TASK: Would you reproduce the entries exactly, including every line?

DATA SUPPLIED:
● ● ●

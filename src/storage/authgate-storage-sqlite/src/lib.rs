//! # Authgate Storage - SQLite Backend
//!
//! SQLite implementation of the storage backend.
//!
//! The key/value table backs records that are written exactly once. Crates
//! that own relational tables (users) create them through [`SqliteBackend::execute_raw`]
//! and query them with [`SqliteBackend::query_one`].

#![forbid(unsafe_code)]
#![warn(missing_docs)]

use std::path::{Path, PathBuf};
use std::time::Duration;

use async_trait::async_trait;
use sqlx::sqlite::{SqliteConnectOptions, SqliteJournalMode, SqlitePool, SqlitePoolOptions};
use tracing::{debug, info};

use authgate_storage::{StorageBackend, StorageError};

/// How long a writer waits on a locked database before giving up.
const BUSY_TIMEOUT: Duration = Duration::from_secs(5);

/// SQLite storage backend.
///
/// The database lives at `{base_path}/{name}.db`. Several backends (and
/// several processes) may open the same file; SQLite serializes writers.
#[derive(Clone)]
pub struct SqliteBackend {
    pool: SqlitePool,
    db_path: PathBuf,
}

impl SqliteBackend {
    /// Opens or creates a SQLite database.
    ///
    /// # Arguments
    ///
    /// * `base_path` - Directory where the database file is stored
    /// * `name` - Database name (must match `[a-z0-9_-]+`)
    ///
    /// # Errors
    ///
    /// Returns an error if:
    /// - Database name is invalid
    /// - Directory cannot be created
    /// - Database connection fails
    pub async fn open(base_path: impl AsRef<Path>, name: &str) -> Result<Self, StorageError> {
        Self::validate_name(name)?;

        let base = base_path.as_ref();
        std::fs::create_dir_all(base).map_err(|e| {
            StorageError::ConnectionFailed(format!("failed to create directory: {e}"))
        })?;

        let db_path = base.join(format!("{name}.db"));

        debug!(name = %name, path = %db_path.display(), "Opening SQLite database");

        let options = SqliteConnectOptions::new()
            .filename(&db_path)
            .create_if_missing(true)
            .journal_mode(SqliteJournalMode::Wal)
            .busy_timeout(BUSY_TIMEOUT);

        let pool = SqlitePoolOptions::new()
            .max_connections(5)
            .connect_with(options)
            .await
            .map_err(|e| StorageError::ConnectionFailed(e.to_string()))?;

        let backend = Self { pool, db_path };

        backend.migrate().await?;

        info!(name = %name, "SQLite backend ready");

        Ok(backend)
    }

    /// Validates that a database name is safe to use as a file name.
    ///
    /// Only allows: lowercase letters, digits, underscore, hyphen.
    fn validate_name(name: &str) -> Result<(), StorageError> {
        if name.is_empty() {
            return Err(StorageError::InvalidInput(
                "database name cannot be empty".into(),
            ));
        }

        if name.len() > 64 {
            return Err(StorageError::InvalidInput(
                "database name too long".into(),
            ));
        }

        let valid = name
            .chars()
            .all(|c| c.is_ascii_lowercase() || c.is_ascii_digit() || c == '_' || c == '-');

        if !valid {
            return Err(StorageError::InvalidInput(
                "database name must match [a-z0-9_-]+".into(),
            ));
        }

        Ok(())
    }

    /// Creates the key/value table.
    async fn migrate(&self) -> Result<(), StorageError> {
        debug!("Running database migrations");

        sqlx::query(
            r#"
            CREATE TABLE IF NOT EXISTS kv_store (
                key        TEXT PRIMARY KEY,
                value      BLOB NOT NULL,
                created_at INTEGER NOT NULL
            )
            "#,
        )
        .execute(&self.pool)
        .await
        .map_err(|e| StorageError::ConnectionFailed(format!("migration failed: {e}")))?;

        debug!("Migrations complete");

        Ok(())
    }

    /// Returns the path of the database file.
    pub fn path(&self) -> &Path {
        &self.db_path
    }

    /// Returns the current Unix timestamp.
    fn now() -> i64 {
        std::time::SystemTime::now()
            .duration_since(std::time::UNIX_EPOCH)
            .map(|d| d.as_secs() as i64)
            .unwrap_or_default()
    }

    /// Executes raw SQL statements (for schema creation).
    pub async fn execute_raw(&self, sql: &str) -> Result<(), StorageError> {
        for statement in sql.split(';').filter(|s| !s.trim().is_empty()) {
            sqlx::query(statement.trim())
                .execute(&self.pool)
                .await
                .map_err(map_query_error)?;
        }
        Ok(())
    }

    /// Queries a single row with typed results.
    ///
    /// Also usable for `INSERT ... RETURNING` statements, in which case a
    /// constraint violation surfaces as [`StorageError::AlreadyExists`].
    pub async fn query_one<T>(&self, sql: &str, params: &[&str]) -> Result<Option<T>, StorageError>
    where
        T: for<'r> sqlx::FromRow<'r, sqlx::sqlite::SqliteRow> + Send + Unpin,
    {
        let mut query = sqlx::query_as::<_, T>(sql);
        for param in params {
            query = query.bind(*param);
        }
        query.fetch_optional(&self.pool).await.map_err(map_query_error)
    }
}

/// Maps a driver error, keeping uniqueness violations distinguishable.
fn map_query_error(e: sqlx::Error) -> StorageError {
    match e.as_database_error() {
        Some(db) if db.is_unique_violation() => StorageError::AlreadyExists(db.message().to_string()),
        _ => StorageError::QueryFailed(e.to_string()),
    }
}

#[async_trait]
impl StorageBackend for SqliteBackend {
    async fn get(&self, key: &str) -> Result<Option<Vec<u8>>, StorageError> {
        let row: Option<(Vec<u8>,)> = sqlx::query_as("SELECT value FROM kv_store WHERE key = ?")
            .bind(key)
            .fetch_optional(&self.pool)
            .await
            .map_err(map_query_error)?;

        Ok(row.map(|(v,)| v))
    }

    async fn create(&self, key: &str, value: &[u8]) -> Result<(), StorageError> {
        // Plain INSERT: the primary key turns a second writer into a constraint
        // violation instead of an overwrite.
        sqlx::query("INSERT INTO kv_store (key, value, created_at) VALUES (?, ?, ?)")
            .bind(key)
            .bind(value)
            .bind(Self::now())
            .execute(&self.pool)
            .await
            .map_err(|e| match map_query_error(e) {
                StorageError::AlreadyExists(_) => StorageError::AlreadyExists(key.to_string()),
                other => other,
            })?;

        debug!(key = %key, "Entry created");

        Ok(())
    }
}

● ● ●

YOUR RESPONSE:
filename src/storage/authgate-storage-sqlite/src/lib.rs
//! # Authgate Storage - SQLite Backend
//!
//! SQLite implementation of the storage backend.
//!
//! The key/value table backs records that are written exactly once. Crates
//! that own relational tables (users) create them through [`SqliteBackend::execute_raw`]
//! and query them with [`SqliteBackend::query_one`].

#![forbid(unsafe_code)]
#![warn(missing_docs)]

use std::path::{Path, PathBuf};
use std::time::Duration;

use async_trait::async_trait;
use sqlx::sqlite::{SqliteConnectOptions, SqliteJournalMode, SqlitePool, SqlitePoolOptions};
use tracing::{debug, info};

use authgate_storage::{StorageBackend, StorageError};

/// How long a writer waits on a locked database before giving up.
const BUSY_TIMEOUT: Duration = Duration::from_secs(5);

/// SQLite storage backend.
///
/// The database lives at `{base_path}/{name}.db`. Several backends (and
/// several processes) may open the same file; SQLite serializes writers.
#[derive(Clone)]
pub struct SqliteBackend {
    pool: SqlitePool,
    db_path: PathBuf,
}

impl SqliteBackend {
    /// Opens or creates a SQLite database.
    ///
    /// # Arguments
    ///
    /// * `base_path` - Directory where the database file is stored
    /// * `name` - Database name (must match `[a-z0-9_-]+`)
    ///
    /// # Errors
    ///
    /// Returns an error if:
    /// - Database name is invalid
    /// - Directory cannot be created
    /// - Database connection fails
    pub async fn open(base_path: impl AsRef<Path>, name: &str) -> Result<Self, StorageError> {
        Self::validate_name(name)?;

        let base = base_path.as_ref();
        std::fs::create_dir_all(base).map_err(|e| {
            StorageError::ConnectionFailed(format!("failed to create directory: {e}"))
        })?;

        let db_path = base.join(format!("{name}.db"));

        debug!(name = %name, path = %db_path.display(), "Opening SQLite database");

        let options = SqliteConnectOptions::new()
            .filename(&db_path)
            .create_if_missing(true)
            .journal_mode(SqliteJournalMode::Wal)
            .busy_timeout(BUSY_TIMEOUT);

        let pool = SqlitePoolOptions::new()
            .max_connections(5)
            .connect_with(options)
            .await
            .map_err(|e| StorageError::ConnectionFailed(e.to_string()))?;

        let backend = Self { pool, db_path };

        backend.migrate().await?;

        info!(name = %name, "SQLite backend ready");

        Ok(backend)
    }

    /// Validates that a database name is safe to use as a file name.
    ///
    /// Only allows: lowercase letters, digits, underscore, hyphen.
    fn validate_name(name: &str) -> Result<(), StorageError> {
        if name.is_empty() {
            return Err(StorageError::InvalidInput(
                "database name cannot be empty".into(),
            ));
        }

        if name.len() > 64 {
            return Err(StorageError::InvalidInput(
                "database name too long".into(),
            ));
        }

        let valid = name
            .chars()
            .all(|c| c.is_ascii_lowercase() || c.is_ascii_digit() || c == '_' || c == '-');

        if !valid {
            return Err(StorageError::InvalidInput(
                "database name must match [a-z0-9_-]+".into(),
            ));
        }

        Ok(())
    }

    /// Creates the key/value table.
    async fn migrate(&self) -> Result<(), StorageError> {
        debug!("Running database migrations");

        sqlx::query(
            r#"
            CREATE TABLE IF NOT EXISTS kv_store (
                key        TEXT PRIMARY KEY,
                value      BLOB NOT NULL,
                created_at INTEGER NOT NULL
            )
            "#,
        )
        .execute(&self.pool)
        .await
        .map_err(|e| StorageError::ConnectionFailed(format!("migration failed: {e}")))?;

        debug!("Migrations complete");

        Ok(())
    }

    /// Returns the path of the database file.
    pub fn path(&self) -> &Path {
        &self.db_path
    }

    /// Returns the current Unix timestamp.
    fn now() -> i64 {
        std::time::SystemTime::now()
            .duration_since(std::time::UNIX_EPOCH)
            .map(|d| d.as_secs() as i64)
            .unwrap_or_default()
    }

    /// Executes raw SQL statements (for schema creation).
    pub async fn execute_raw(&self, sql: &str) -> Result<(), StorageError> {
        for statement in sql.split(';').filter(|s| !s.trim().is_empty()) {
            sqlx::query(statement.trim())
                .execute(&self.pool)
                .await
                .map_err(map_query_error)?;
        }
        Ok(())
    }

    /// Queries a single row with typed results.
    ///
    /// Also usable for `INSERT ... RETURNING` statements, in which case a
    /// constraint violation surfaces as [`StorageError::AlreadyExists`].
    pub async fn query_one<T>(&self, sql: &str, params: &[&str]) -> Result<Option<T>, StorageError>
    where
        T: for<'r> sqlx::FromRow<'r, sqlx::sqlite::SqliteRow> + Send + Unpin,
    {
        let mut query = sqlx::query_as::<_, T>(sql);
        for param in params {
            query = query.bind(*param);
        }
        query.fetch_optional(&self.pool).await.map_err(map_query_error)
    }
}

/// Maps a driver error, keeping uniqueness violations distinguishable.
fn map_query_error(e: sqlx::Error) -> StorageError {
    match e.as_database_error() {
        Some(db) if db.is_unique_violation() => StorageError::AlreadyExists(db.message().to_string()),
        _ => StorageError::QueryFailed(e.to_string()),
    }
}

#[async_trait]
impl StorageBackend for SqliteBackend {
    async fn get(&self, key: &str) -> Result<Option<Vec<u8>>, StorageError> {
        let row: Option<(Vec<u8>,)> = sqlx::query_as("SELECT value FROM kv_store WHERE key = ?")
            .bind(key)
            .fetch_optional(&self.pool)
            .await
            .map_err(map_query_error)?;

        Ok(row.map(|(v,)| v))
    }

    async fn create(&self, key: &str, value: &[u8]) -> Result<(), StorageError> {
        // Plain INSERT: the primary key turns a second writer into a constraint
        // violation instead of an overwrite.
        sqlx::query("INSERT INTO kv_store (key, value, created_at) VALUES (?, ?, ?)")
            .bind(key)
            .bind(value)
            .bind(Self::now())
            .execute(&self.pool)
            .await
            .map_err(|e| match map_query_error(e) {
                StorageError::AlreadyExists(_) => StorageError::AlreadyExists(key.to_string()),
                other => other,
            })?;

        debug!(key = %key, "Entry created");

        Ok(())
    }
}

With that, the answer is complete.